Changchun High & New Technology Industry (Group) Inc. (SHE: 000661) announced that China’s National Medical Products Administration (NMPA) has accepted the Investigational New Drug (IND) application for GenSci148 injection, developed by its subsidiary Changchun Genescience Pharmaceutical Co., Ltd. (“GenSci”). The Class 1 therapeutic biological product targets three major retinal vascular diseases: neovascular age-related macular degeneration (nAMD), diabetic macular edema (DME), and retinal vein occlusion (RVO).

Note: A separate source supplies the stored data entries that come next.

//! # Permission Negotiator
//!
//! Makes sure the process holds the storage capabilities its OS version
//! expects before any document is written.
//!
//! ## Capability table
//!
//! | OS version                          | Band     | Capabilities                                   |
//! |-------------------------------------|----------|------------------------------------------------|
//! | `< runtime_gate` (23)               | none     | granted at install time                        |
//! | `runtime_gate ..< media_gate` (33)  | `Legacy` | read-external-storage, write-external-storage  |
//! | `>= media_gate`                     | `Modern` | read-media-images, read-media-video            |
//!
//! When any capability of the band is missing, the whole band is requested in
//! one batch. The user's answer is not awaited: a denial surfaces later as a
//! failed write.

use std::sync::Arc;

use bridge_traits::{Capability, GrantState, OsVersion, PermissionService};
use core_runtime::config::PermissionPolicy;
use core_runtime::events::{EventBus, ExportEvent};
use serde::Serialize;
use tracing::{debug, info, warn};

/// Group of capabilities required together for an OS version range.
#[derive(Debug, Clone, Copy, PartialEq, Eq, Serialize)]
pub enum PermissionBand {
    /// Runtime-gated versions before the media permission split
    Legacy,
    /// Versions with granular media permissions
    Modern,
}

impl PermissionBand {
    pub fn capabilities(&self) -> &'static [Capability] {
        match self {
            PermissionBand::Legacy => &[
                Capability::ReadExternalStorage,
                Capability::WriteExternalStorage,
            ],
            PermissionBand::Modern => &[Capability::ReadMediaImages, Capability::ReadMediaVideo],
        }
    }
}

/// Band required on `version`, or `None` when grants happen at install time.
pub fn required_band(policy: &PermissionPolicy, version: OsVersion) -> Option<PermissionBand> {
    if version < policy.runtime_gate {
        None
    } else if version < policy.media_gate {
        Some(PermissionBand::Legacy)
    } else {
        Some(PermissionBand::Modern)
    }
}

/// What [`PermissionNegotiator::ensure_permissions`] did.
///
/// Purely informational; nothing in the export protocol depends on it.
#[derive(Debug, Clone, Copy, PartialEq, Eq, Serialize)]
pub enum PermissionOutcome {
    /// The OS grants storage access at install time.
    NotRequired,
    /// Every capability of the band was already granted.
    AlreadyGranted(PermissionBand),
    /// The band was requested from the host.
    Requested(PermissionBand),
    /// The host refused to dispatch the request.
    RequestFailed(PermissionBand),
}

pub struct PermissionNegotiator {
    service: Arc<dyn PermissionService>,
    policy: PermissionPolicy,
    events: EventBus,
}

impl PermissionNegotiator {
    pub fn new(
        service: Arc<dyn PermissionService>,
        policy: PermissionPolicy,
        events: EventBus,
    ) -> Self {
        Self {
            service,
            policy,
            events,
        }
    }

    /// Request the storage capabilities of the running OS version if any is
    /// missing.
    ///
    /// Never fails: bridge errors are logged and a failed grant check counts
    /// as "not granted".
    pub async fn ensure_permissions(&self) -> PermissionOutcome {
        let version = self.service.os_version();

        let Some(band) = required_band(&self.policy, version) else {
            debug!(os_version = version, "Storage permissions granted at install time");
            return PermissionOutcome::NotRequired;
        };

        if self.band_granted(band).await {
            debug!(os_version = version, band = ?band, "Storage permissions already granted");
            return PermissionOutcome::AlreadyGranted(band);
        }

        let capabilities = band.capabilities();
        match self.service.request(capabilities).await {
            Ok(()) => {
                info!(os_version = version, band = ?band, "Requested storage permissions");
                self.events.emit(ExportEvent::PermissionsRequested {
                    capabilities: capabilities
                        .iter()
                        .map(|c| c.identifier().to_string())
                        .collect(),
                });
                PermissionOutcome::Requested(band)
            }
            Err(e) => {
                warn!(os_version = version, band = ?band, error = %e, "Permission request could not be dispatched");
                PermissionOutcome::RequestFailed(band)
            }
        }
    }

    async fn band_granted(&self, band: PermissionBand) -> bool {
        for capability in band.capabilities() {
            match self.service.check(*capability).await {
                Ok(GrantState::Granted) => continue,
                Ok(GrantState::Denied) => return false,
                Err(e) => {
                    warn!(capability = %capability, error = %e, "Grant check failed");
                    return false;
                }
            }
        }
        true
    }
}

Development Milestone & Product Profile
| Parameter | Detail |
|---|---|
| Developer | Changchun Genescience Pharmaceutical Co., Ltd. (GenSci) |
| Parent Company | Changchun High & New Technology Industry (Group) Inc. (SHE: 000661) |
| Regulatory Status | IND accepted by NMPA |
| Product Classification | Class 1 therapeutic biological product |
| Indications | nAMD, DME, RVO |
| Technology Platform | Proprietary ProlonX long-acting platform |
Mechanism of Action & Therapeutic Innovation
Multi-Target Binding Profile
- VEGF Family: Simultaneously binds VEGF-A, VEGF-C, and VEGF-D
- Angiopoietin Pathway: Blocks Ang-2 and inhibits Ang-2-Tie2 signaling pathway
- Dual Pathway Inhibition: First-in-class approach targeting both VEGF and angiopoietin pathways simultaneously
Clinical Advantages
- Enhanced Efficacy: Synergistic inhibition of pathological angiogenesis through multi-target blockade
- Improved Vascular Stability: Dual pathway targeting reduces vascular permeability and enhances vessel integrity
- Extended Dosing Intervals: ProlonX long-acting platform enables less frequent administration
- Reduced Treatment Burden: Addresses key limitation of current anti-VEGF monotherapies requiring monthly injections
Market Opportunity & Competitive Landscape
The global retinal vascular disease market represents approximately $15 billion annually, with anti-VEGF therapies dominating current treatment paradigms. However, significant unmet needs remain:
Current Market Limitations
- Treatment Burden: Monthly or bi-monthly intravitreal injections create patient compliance challenges
- Incomplete Response: Up to 30% of patients show suboptimal response to VEGF-A monotherapy
- Disease Progression: Persistent fluid and vision loss despite regular anti-VEGF treatment
GenSci148 Competitive Positioning
- First Multi-Target Approach: Only candidate simultaneously targeting VEGF family + Ang-2 pathway in Chinese development pipeline
- Domestic Innovation Leadership: Represents China’s advancement in complex biologic therapeutics for ophthalmology
- Platform Technology Validation: ProlonX platform could enable future pipeline expansion across multiple indications
Strategic Implications for Changchun High & New Technology
This IND acceptance marks a significant milestone for the company’s transition from traditional pharmaceutical manufacturing to innovative biologics development. GenSci148 represents one of the most advanced ophthalmology assets in China’s domestic pipeline, positioning Changchun High & New Technology to potentially capture substantial market share in the high-value retinal disease segment.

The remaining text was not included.